This is the case in late 2002, when the Acting US Attorney in Guam opened a criminal probe into Jack Abramoff’s lobbying activities in the US Pacific island protectorate. Yet days after federal prosecutor Frederick A. Black notified the Justice Department’s Public Integrity section of his inquiry into Abramoff, he was demoted. And his new bosses barred him from pursuing any other public corruption cases. That brought the entire Abramoff investigation to halt.

Administration officials argue there was nothing out of the ordinary with an acting US Attorney being replaced by a permanent apppointee. But Black had been the ‘Acting’ US Attorney in Guam for twelve years. So that explanation seems rather weak.

The news in the article is that FBI and DOJ IG personnel have been investigating just what or who might have been behind Black’s timely demotion.

Former Attorney General Ashcroft comes in for some discussion, in part because Abramoff had apparently boasted of his close ties to the former AG and his staff at the Justice Department. Yet “a spokesman for Mr. Ashcroft,” reports the Times, “said the former attorney general and his aides at the Justice Department had done nothing to assist Mr. Abramoff and his clients and had had no significant contact with him.”

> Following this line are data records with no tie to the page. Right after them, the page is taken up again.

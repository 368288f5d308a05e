//! Configuration for the Governor.

use serde::{Deserialize, Serialize};

use governor_core::{FormatError, ObjectRef, ObjectType, PermissionName};

use crate::error::Result;

/// Permissions materialized when an object of `object_type` is created.
#[derive(Debug, Clone, PartialEq, Eq, Serialize, Deserialize)]
pub struct ObjectSetup {
    pub object_type: ObjectType,
    /// Permissions granted to every eligible user.
    #[serde(default)]
    pub users: Vec<String>,
    /// Permissions granted to every eligible group.
    #[serde(default)]
    pub groups: Vec<String>,
}

/// Configuration for the Governor.
#[derive(Debug, Clone, PartialEq, Eq, Serialize, Deserialize)]
#[serde(default)]
pub struct GovernorConfig {
    /// Application namespaces whose role modules are loaded at startup.
    pub installed_apps: Vec<String>,
    /// Per object type setup on object creation.
    pub objects: Vec<ObjectSetup>,
    /// Permissions materialized when a user is created.
    pub users: Vec<String>,
    /// Permissions materialized when a group is created.
    pub groups: Vec<String>,
    /// Whether lifecycle materialization subtracts grants that already exist.
    /// On by default, so re-materializing an object skips what it already holds.
    pub exclude_existing_on_create: bool,
}

impl Default for GovernorConfig {
    fn default() -> Self {
        Self {
            installed_apps: Vec::new(),
            objects: Vec::new(),
            users: Vec::new(),
            groups: Vec::new(),
            exclude_existing_on_create: true,
        }
    }
}

impl GovernorConfig {
    /// Parse and validate a JSON configuration document.
    pub fn from_json(json: &str) -> Result<Self> {
        let config: Self = serde_json::from_str(json)?;
        config.validate()?;
        Ok(config)
    }

    /// Check that every configured permission reference is well formed.
    ///
    /// Object setups may use bare codenames; their namespace comes from
    /// the object type.
    pub fn validate(&self) -> std::result::Result<(), FormatError> {
        for setup in &self.objects {
            let sample = ObjectRef::new(setup.object_type.clone(), 0);
            for perm in setup.users.iter().chain(&setup.groups) {
                PermissionName::parse_with_sample(perm, Some(&sample))?;
            }
        }
        for perm in self.users.iter().chain(&self.groups) {
            perm.parse::<PermissionName>()?;
        }
        Ok(())
    }

    /// The setup for objects of `object_type`, if any.
    pub fn object_setup(&self, object_type: &ObjectType) -> Option<&ObjectSetup> {
        self.objects.iter().find(|s| &s.object_type == object_type)
    }
}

Now, it seems to me that Abramoff and Ashcroft must have been buddies on at least some level, because there’s this heretofore unpublished email exchange (just added to the TPM Document Collection) sitting on my desk, in which their staffers are hashing out which date Ashcroft, his wife and his staff could enjoy the pleasures of the Abramoff skybox at DC’s MCI Center in late 2000.

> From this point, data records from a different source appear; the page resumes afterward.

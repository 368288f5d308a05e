//! The Role capability interface.
//!
//! A role computes eligibility for one or more permissions in either
//! direction: which principals may hold a permission on an object, and
//! which objects a principal may be granted a permission on. Every
//! operation has a default that returns no candidates, so a role only
//! overrides the directions it understands.

use crate::permission::Permission;
use crate::types::{Group, GroupId, ObjectId, ObjectRef, User, UserId};

/// Error type returned by role operations.
pub type RoleError = anyhow::Error;

/// Result type for role operations.
pub type RoleResult<T> = std::result::Result<T, RoleError>;

/// A stateless eligibility rule evaluated against a domain model `D`.
///
/// Roles must be pure: no side effects, finite output, and only identities
/// that exist in the caller's domain. Duplicate identities are fine; the
/// resolver collapses them.
pub trait Role<D: ?Sized>: Send + Sync + 'static {
    /// Users eligible to hold `permission` on `object`.
    fn users_eligible_for_object(
        &self,
        _domain: &D,
        _object: &ObjectRef,
        _permission: &Permission,
    ) -> RoleResult<Vec<UserId>> {
        Ok(Vec::new())
    }

    /// Groups eligible to hold `permission` on `object`.
    fn groups_eligible_for_object(
        &self,
        _domain: &D,
        _object: &ObjectRef,
        _permission: &Permission,
    ) -> RoleResult<Vec<GroupId>> {
        Ok(Vec::new())
    }

    /// Objects of `permission.object_type` the user is eligible for.
    fn objects_eligible_for_user(
        &self,
        _domain: &D,
        _user: &User,
        _permission: &Permission,
    ) -> RoleResult<Vec<ObjectId>> {
        Ok(Vec::new())
    }

    /// Objects of `permission.object_type` the group is eligible for.
    fn objects_eligible_for_group(
        &self,
        _domain: &D,
        _group: &Group,
        _permission: &Permission,
    ) -> RoleResult<Vec<ObjectId>> {
        Ok(Vec::new())
    }

    /// Name used in logs and errors.
    fn name(&self) -> &'static str {
        std::any::type_name::<Self>()
    }
}

/// The four directions a role can be asked about.
#[derive(Debug, Clone, Copy, PartialEq, Eq, Hash)]
pub enum Direction {
    UsersForObject,
    GroupsForObject,
    ObjectsForUser,
    ObjectsForGroup,
}

impl Direction {
    pub fn as_str(self) -> &'static str {
        match self {
            Direction::UsersForObject => "users_eligible_for_object",
            Direction::GroupsForObject => "groups_eligible_for_object",
            Direction::ObjectsForUser => "objects_eligible_for_user",
            Direction::ObjectsForGroup => "objects_eligible_for_group",
        }
    }
}

impl std::fmt::Display for Direction {
    fn fmt(&self, f: &mut std::fmt::Formatter<'_>) -> std::fmt::Result {
        f.write_str(self.as_str())
    }
}

#[cfg(test)]
mod tests {
    use super::*;
    use crate::permission::PermissionName;
    use crate::types::ObjectType;

    #[derive(Default)]
    struct Silent;

    impl Role<()> for Silent {}

    #[test]
    fn test_default_operations_are_empty() {
        let perm = Permission::new(
            PermissionName::new("docs", "review"),
            ObjectType::new("docs", "document"),
        );
        let obj = ObjectRef::new(perm.object_type.clone(), 1);
        let role = Silent;

        assert!(role.users_eligible_for_object(&(), &obj, &perm).unwrap().is_empty());
        assert!(role.groups_eligible_for_object(&(), &obj, &perm).unwrap().is_empty());
        assert!(role
            .objects_eligible_for_user(&(), &User::new(1, "a"), &perm)
            .unwrap()
            .is_empty());
        assert!(role
            .objects_eligible_for_group(&(), &Group::new(1, "g"), &perm)
            .unwrap()
            .is_empty());
        assert!(role.name().ends_with("Silent"));
    }
}
//! # Governor Testkit
//!
//! Testing utilities for Governor.
//!
//! ## Overview
//!
//! This crate provides:
//!
//! - **Domain**: A documents model with authors, reviewers and teams
//! - **Roles**: `ReviewerRole` and `ReviewersGroupRole` over that model
//! - **Fixtures**: A governor wired to the domain, over either store
//! - **Generators**: Proptest strategies for random documents
//!
//! ## Test Fixtures
//!
//! ```rust,no_run
//! use governor_testkit::fixtures::{DocsFixture, ALICE, BOB};
//!
//! async fn example() -> anyhow::Result<()> {
//!     let fixture = DocsFixture::memory().await?;
//!     fixture.seed_people().await?;
//!     let report = fixture.create_document(1, ALICE, Some(BOB)).await?;
//!     assert_eq!(report.user_grants, 3);
//!     Ok(())
//! }
//! ```

pub mod domain;
pub mod fixtures;
pub mod generators;
pub mod roles;

pub use domain::{DocsDomain, Document, TeamId};
pub use fixtures::DocsFixture;
pub use roles::{ReviewerRole, ReviewersGroupRole};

In the exchange, Abramoff’s Kevin Ring hashes out possible dates with Ashcroft’s Andy Beach. Ring later forwards the exchange on to Susan Ralston, Abramoff’s skybox gatekeeper, for approval. And I can’t help but notice the February 2nd, 2001 piece in the St. Louis Post-Dispatch, which notes that Ashcroft brought Beach with him to the Justice Department. Presumably, two years later, Beach was still there as Ashcroft’s scheduler at Justice Department.

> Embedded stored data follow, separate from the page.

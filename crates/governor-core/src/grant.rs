//! Grant records and grant batches.
//!
//! A grant is the persisted fact that a principal holds a permission on an
//! object. Grants are created, never mutated; uniqueness of
//! (principal, permission, object) is enforced by storage.

use serde::{Deserialize, Serialize};

use crate::permission::Permission;
use crate::types::{GroupId, ObjectRef, UserId};

/// A permission held by a user on an object.
#[derive(Debug, Clone, PartialEq, Eq, Hash, Serialize, Deserialize)]
pub struct UserGrant {
    pub user: UserId,
    pub permission: Permission,
    pub object: ObjectRef,
}

/// A permission held by a group on an object.
#[derive(Debug, Clone, PartialEq, Eq, Hash, Serialize, Deserialize)]
pub struct GroupGrant {
    pub group: GroupId,
    pub permission: Permission,
    pub object: ObjectRef,
}

/// Grants to be inserted together in one transaction.
#[derive(Debug, Clone, Default, PartialEq, Eq)]
pub struct GrantBatch {
    pub users: Vec<UserGrant>,
    pub groups: Vec<GroupGrant>,
}

impl GrantBatch {
    pub fn new() -> Self {
        Self::default()
    }

    pub fn len(&self) -> usize {
        self.users.len() + self.groups.len()
    }

    pub fn is_empty(&self) -> bool {
        self.users.is_empty() && self.groups.is_empty()
    }

    /// Append all grants of `other`.
    pub fn extend(&mut self, other: GrantBatch) {
        self.users.extend(other.users);
        self.groups.extend(other.groups);
    }
}

/// Number of grant records of each kind.
#[derive(Debug, Clone, Copy, Default, PartialEq, Eq)]
pub struct GrantCounts {
    pub users: usize,
    pub groups: usize,
}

So who knows? Maybe there was just some line of communication after all.

Perhaps even more interesting, though, is a possibility that goes unmentioned in Tuesday’s Times piece: Karl Rove.

The Los Angeles Times article on the Guam story from August 7th, 2005 (discussed here and reproduced here in the Globe) notes that Black’s replacement, Leonardo Rapadas, apparently came at the behest of none other than Karl Rove.

Wrote the Times

His replacement, Leonardo Rapadas, was confirmed in May 2003 without any debate. Rapadas had been recommended for the job by the Guam Republican Party. Fred Radewagen, a lobbyist who had been under contract to the Gutierrez administration, said he carried that recommendation to top Bush aide Karl Rove in early 2003.

It’s probably worth mentioning that at the point Black got the ax in November 2002 and was replaced by the party-backed Rapadas, the aforementioned Ralston was working as Rove’s executive assistant.

Small world.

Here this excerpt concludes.